Poesia na moda, de novo

Luiz de Aquino
O primeiro verbo relativo a versos foi “recitar”. Depois, como se ficasse tácito que recitar era coisa de criança, apareceu-me “declamar”. Os poetas daquela pátria dos anos de 1970 preferiram plantar e deixar consolidar, na década seguinte, o “falar poesia”, em vez de declamar, recitar, reclamar...
Bem, reclamar é algo que nos foi vedado por mais de vinte anos. Vai daí, tornamo-nos reclamadores tenazes e formais. Se com toda a repressão já íamos às ruas, imaginem quando deu para sentir que era possível ir às ruas e passeatar sem repressão! Só que o sonho de liberdade não era algo unânime, como pensávamos nós, os mais exigentes. Ou menos aquinhoados.
Já pregamos poesia nos ônibus, feito pastores da palavra. Aliás, pregamos poesia nos ônibus de duas maneiras – discursando, como religiosos insistindo em consolidar suas seitas, e colando os textos para que os passageiros pudessem ler. E os ventos da liberdade, naqueles primeiros anos de 1980, sugeriram-nos uma nova expressão para as récitas: “comício poético”.
O tempo passa, os das universidades já não dizem tanto “a nível de...”, mas teimam nas locuções verbais com gerúndio e na troca de “em que” por “onde”, além de aplicarem erroneamente a palavra “enquanto”. Enquanto isso, a língua portuguesa do Brasil sofre um abalo de onze graus na escala Richter, algo maior que os terremotos no Haiti e no Chile. Doutos letrados ditos imortais acorrem, acodem, tentam explicar o que a gente começa a descobrir: essa reforma é uma lástima. Portugal, o berço da “última flor do Lácio”, torceu-lhe o nariz e as outras nações lusófonas, também. No Brasil, a reforma chegou fácil à imprensa.

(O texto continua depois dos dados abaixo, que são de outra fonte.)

//! Layout rendering stage.

use crate::build::paths::{listing_url, with_base_path};
use crate::build::pipeline::{PipelineContext, PipelineError, ProcessingDocument, Stage};
use crate::build::render::{NameLink, PageInfo, PostContext};

/// Stage that applies the post's layout to rendered content.
///
/// After this stage, `doc.output_html` contains the complete HTML page.
pub struct TemplateStage;

impl Stage for TemplateStage {
    fn name(&self) -> &'static str {
        "template"
    }

    fn process(
        &self,
        doc: &mut ProcessingDocument,
        ctx: &PipelineContext,
    ) -> Result<(), PipelineError> {
        let route = doc
            .route
            .as_ref()
            .ok_or_else(|| PipelineError::stage("template", "post has no route (was route stage run?)"))?;
        let post = &doc.post;
        let listings = &ctx.config.listings;

        let page_info = PageInfo {
            title: post.title(),
            url: with_base_path(&ctx.site.base_path, &route.url_path),
            layout: route.layout.clone(),
            date: post.date_string(),
            tags: post.tags().to_vec(),
            categories: post.categories().to_vec(),
            tag_links: name_links(ctx, &listings.tag_layout, &listings.tags_path, post.tags()),
            category_links: name_links(
                ctx,
                &listings.category_layout,
                &listings.categories_path,
                post.categories(),
            ),
            excerpt: doc.excerpt.clone(),
            comments: post.comments(),
            source_path: post.source_path_string(),
            front_matter: post.front_matter.clone(),
        };

        let post_context = PostContext {
            site: ctx.site,
            page: page_info,
            content: &doc.content,
            toc: &doc.toc,
            index: ctx.index,
            quire: ctx.quire,
        };

        let html = ctx.renderer.render_post(&route.layout, &post_context)?;
        doc.output_html = Some(html);

        Ok(())
    }
}

/// Pair each name with its listing page URL, when that page is generated.
fn name_links(ctx: &PipelineContext, layout: &str, root: &str, names: &[String]) -> Vec<NameLink> {
    let generated = ctx.renderer.has_layout(layout);
    names
        .iter()
        .map(|name| NameLink {
            name: name.clone(),
            url: listing_url(root, name)
                .filter(|_| generated)
                .map(|url| with_base_path(&ctx.site.base_path, &url)),
        })
        .collect()
}
//! Document types for pipeline processing.

use crate::build::document::Post;
use crate::build::paths::with_base_path;
use crate::build::render::{PostSummary, TocEntry};

/// Where a post is published and which layout wraps it.
#[derive(Debug, Clone, PartialEq)]
pub struct Route {
    pub layout: String,
    /// Root-relative URL, without the site base path
    pub url_path: String,
}

/// A post being processed through the pipeline.
///
/// Wraps the parsed `Post` with state that evolves through the stages:
///
/// 1. Initially: `content` = markdown body, `toc` = empty
/// 2. After markdown: `content` = HTML fragment, `toc` and `excerpt` populated
/// 3. After route: `route` = layout and URL
/// 4. After template: `output_html` = final page HTML
#[derive(Debug)]
pub struct ProcessingDocument {
    /// The parsed post (metadata and raw body)
    pub post: Post,

    /// Markdown until the markdown stage, HTML afterwards.
    pub content: String,

    /// Table of contents extracted during markdown rendering.
    pub toc: Vec<TocEntry>,

    /// Front matter excerpt, or the first rendered paragraph.
    pub excerpt: Option<String>,

    /// None until the route stage populates it.
    pub route: Option<Route>,

    /// None until the template stage populates it.
    pub output_html: Option<String>,
}

impl ProcessingDocument {
    pub fn new(post: Post) -> Self {
        let content = post.body.clone();
        Self {
            post,
            content,
            toc: Vec::new(),
            excerpt: None,
            route: None,
            output_html: None,
        }
    }

    /// Get the root-relative URL, once routed.
    pub fn url_path(&self) -> Option<&str> {
        self.route.as_ref().map(|r| r.url_path.as_str())
    }

    /// Summary for indexes and listings, once routed.
    pub fn summary(&self, base_path: &str) -> Option<PostSummary> {
        let url_path = self.url_path()?;
        Some(
            self.post
                .summary(&with_base_path(base_path, url_path), self.excerpt.clone()),
        )
    }
}
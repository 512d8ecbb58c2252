//! Content discovery.
//!
//! Walks the content directory and yields documents (Markdown files, with
//! their raw bytes) and static files (everything else, copied as-is).

use std::collections::VecDeque;
use std::path::{Path, PathBuf};

use super::document::{ContentItem, SourceFile, StaticFile};

// =============================================================================
// Errors
// =============================================================================

#[derive(thiserror::Error, Debug)]
pub enum LoaderError {
    #[error("content path does not exist: {0}")]
    NotFound(PathBuf),

    #[error("content path is not a directory: {0}")]
    NotADirectory(PathBuf),

    #[error("failed to read directory {path}: {source}")]
    ReadDir {
        path: PathBuf,
        source: std::io::Error,
    },

    #[error("failed to read {path}: {source}")]
    ReadFile {
        path: PathBuf,
        source: std::io::Error,
    },
}

// =============================================================================
// Loader
// =============================================================================

/// Discovers content under a root directory.
#[derive(Debug, Clone)]
pub struct ContentLoader {
    root: PathBuf,
}

impl ContentLoader {
    /// Create a loader for a content directory, which must exist.
    pub fn new(root: impl Into<PathBuf>) -> Result<Self, LoaderError> {
        let root = root.into();
        if !root.exists() {
            return Err(LoaderError::NotFound(root));
        }
        if !root.is_dir() {
            return Err(LoaderError::NotADirectory(root));
        }
        Ok(Self { root })
    }

    pub fn root(&self) -> &Path {
        &self.root
    }

    /// Start a fresh walk over the content directory.
    ///
    /// The walk is lazy: directories are listed and documents read only as the
    /// iterator advances. Every call starts over, and entries come out in the
    /// same order each time.
    pub fn scan(&self) -> ContentWalk {
        ContentWalk {
            root: self.root.clone(),
            pending_dirs: vec![PathBuf::new()],
            ready: VecDeque::new(),
        }
    }
}

/// Returns true for markdown documents.
pub fn is_document(path: &Path) -> bool {
    path.extension()
        .and_then(|e| e.to_str())
        .is_some_and(|e| matches!(e.to_lowercase().as_str(), "md" | "markdown"))
}

/// Skip hidden files and common non-content directories.
fn is_ignored(file_name: &str, is_dir: bool) -> bool {
    file_name.starts_with('.')
        || (is_dir && matches!(file_name, "node_modules" | "target" | "__pycache__"))
}

/// Lazy, depth-first walk over a content directory.
pub struct ContentWalk {
    root: PathBuf,
    /// Directories still to list, relative to the root; popped from the end.
    pending_dirs: Vec<PathBuf>,
    /// Files found in the last listed directory, relative to the root.
    ready: VecDeque<PathBuf>,
}

impl ContentWalk {
    /// List one directory, queueing its files and subdirectories in name order.
    fn list(&mut self, relative_dir: &Path) -> Result<(), LoaderError> {
        let dir = self.root.join(relative_dir);
        let read_dir = |source: std::io::Error| LoaderError::ReadDir {
            path: dir.clone(),
            source,
        };

        let mut entries = std::fs::read_dir(&dir)
            .map_err(read_dir)?
            .collect::<Result<Vec<_>, _>>()
            .map_err(read_dir)?;
        entries.sort_by_key(|entry| entry.file_name());

        let mut subdirs = Vec::new();
        for entry in entries {
            let file_name = entry.file_name();
            let name = file_name.to_string_lossy();
            let path = entry.path();
            let is_dir = path.is_dir();

            if is_ignored(&name, is_dir) {
                continue;
            }

            let relative = relative_dir.join(&file_name);
            if is_dir {
                subdirs.push(relative);
            } else if path.is_file() {
                self.ready.push_back(relative);
            }
        }

        // Reverse so the alphabetically first subdirectory is popped next.
        self.pending_dirs.extend(subdirs.into_iter().rev());
        Ok(())
    }

    fn load(&self, relative: PathBuf) -> Result<ContentItem, LoaderError> {
        let full_path = self.root.join(&relative);

        if is_document(&relative) {
            let bytes = std::fs::read(&full_path).map_err(|source| LoaderError::ReadFile {
                path: relative.clone(),
                source,
            })?;
            Ok(ContentItem::Document(SourceFile {
                path: relative,
                bytes,
            }))
        } else {
            Ok(ContentItem::Static(StaticFile::new(relative, full_path)))
        }
    }
}

impl Iterator for ContentWalk {
    type Item = Result<ContentItem, LoaderError>;

    fn next(&mut self) -> Option<Self::Item> {
        loop {
            if let Some(relative) = self.ready.pop_front() {
                return Some(self.load(relative));
            }

            let dir = self.pending_dirs.pop()?;
            if let Err(e) = self.list(&dir) {
                return Some(Err(e));
            }
        }
    }
}

#[cfg(test)]
mod tests {
    use super::*;
    use pretty_assertions::assert_eq;

    fn write(root: &Path, relative: &str, contents: &str) {
        let path = root.join(relative);
        std::fs::create_dir_all(path.parent().unwrap()).unwrap();
        std::fs::write(path, contents).unwrap();
    }

    fn listing(loader: &ContentLoader) -> Vec<String> {
        loader
            .scan()
            .map(|item| {
                let item = item.unwrap();
                let kind = match item {
                    ContentItem::Document(_) => "doc",
                    ContentItem::Static(_) => "static",
                };
                format!("{kind}:{}", item.source_path().display())
            })
            .collect()
    }

    #[test]
    fn test_missing_root_is_not_found() {
        let dir = tempfile::tempdir().unwrap();
        assert!(matches!(
            ContentLoader::new(dir.path().join("content")),
            Err(LoaderError::NotFound(_))
        ));
    }

    #[test]
    fn test_file_root_is_rejected() {
        let dir = tempfile::tempdir().unwrap();
        write(dir.path(), "post.md", "x");
        assert!(matches!(
            ContentLoader::new(dir.path().join("post.md")),
            Err(LoaderError::NotADirectory(_))
        ));
    }

    #[test]
    fn test_scan_classifies_and_orders() {
        let dir = tempfile::tempdir().unwrap();
        write(dir.path(), "b-post.md", "# B");
        write(dir.path(), "a-post.markdown", "# A");
        write(dir.path(), "images/diagram.png", "png");
        write(dir.path(), "2020/hello.md", "# Hello");
        write(dir.path(), ".hidden.md", "# Hidden");
        write(dir.path(), ".git/config", "x");
        write(dir.path(), "node_modules/pkg/readme.md", "x");

        let loader = ContentLoader::new(dir.path()).unwrap();

        assert_eq!(
            listing(&loader),
            vec![
                "doc:a-post.markdown",
                "doc:b-post.md",
                "doc:2020/hello.md",
                "static:images/diagram.png",
            ]
        );
    }

    #[test]
    fn test_scan_is_restartable() {
        let dir = tempfile::tempdir().unwrap();
        write(dir.path(), "one.md", "1");
        write(dir.path(), "nested/two.md", "2");

        let loader = ContentLoader::new(dir.path()).unwrap();
        assert_eq!(listing(&loader), listing(&loader));
    }

    #[test]
    fn test_documents_carry_raw_bytes() {
        let dir = tempfile::tempdir().unwrap();
        write(dir.path(), "post.md", "---\ntitle: A\n---\nbody");

        let loader = ContentLoader::new(dir.path()).unwrap();
        let item = loader.scan().next().unwrap().unwrap();
        match item {
            ContentItem::Document(file) => {
                assert_eq!(file.bytes, b"---\ntitle: A\n---\nbody");
            }
            ContentItem::Static(_) => panic!("expected a document"),
        }
    }

    #[test]
    fn test_is_document() {
        assert!(is_document(Path::new("post.md")));
        assert!(is_document(Path::new("POST.MD")));
        assert!(!is_document(Path::new("style.css")));
    }
}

Adormeço minha face jornalista, enfatizo as nuanças das letras em mim. Vou a escolas e falo da escrita e da leitura, incentivo crianças e jovens à poesia e ao canto, à contação de causos e à pesquisa em livros. Falo poemas, declamo, recito... Cometo comícios poéticos para professores e alunos (e pais, também) em escolas municipais de Goiânia.
A população está viva, descubro eu. Viva para aprender e exercitar o raciocínio da Língua, seja ela para falar, escrever e, sobretudo, pensar. Crianças gostam das historinhas tradicionais e inventam as suas. Cantam cantigas religiosas e de temas infantis, algumas das velhas e esquecidas brincadeiras de roda. Por que não revivem, nas escolas, as rodas de cantigas, hem?
Mas esse despertar para o lúdico inteligente já acontece. Vejamos: em plena quarta-feira, tive tarde de cantoria e poesia com crianças na Escola Governador Olinto de Paula Leite (conveniada com a Prefeitura de Goiânia); à noite, falei poemas para uma platéia adulta. Acompanhei, neste ofício, as “Marias” reunidas pela psicóloga Maria Luiza de Carvalho (Bethânia, Dóris e Patrícia, entre outras Marias), no Cappuccino Paris.
Nos jornais, o editor Antônio Almeida, mais conhecido como Antônio da Kelps, desperta uma antiga queixa: o descaso com que a Universidade Federal de Goiás trata os escritores locais, ignorando a produção livresca da terrinha em favor de obras de outras origens. Os professores da UFG (e das demais instituições de ensino superior) responderão que nós, goianos, escrevemos muito mal. O assunto tende a esticar: já participei de encontros com departamentos de Letras e Reitorias, sem qualquer resultado que nos fosse favorável.
Retorno à reforma da escrita e imagino que a campanha em terra brasilis, para que fosse implantada de imediato, atendeu apenas aos interesses dos fabricantes de livros, que cuidaram de prover os canais de imprensa e, ato contínuo, reimprimir milhares e milhares de títulos de livros, tudo dentro da nova ortografia.
A briga por livros no vestibular tem duas facetas: os escribas sentem-se prestigiados quando incluídos (mas os das universidades, quando optam por adotar os locais, preferem os de seu meio acadêmico). Já os livreiros, para estes a indicação de obras permite a ampliação expressiva das vendas.
Em suma: o “acordo ortográfico” vale tanto quanto os vestibulares. São belos instrumentos para se vender livros.
Luiz de Aquino é escritor, membro da Academia Goiana de Letras.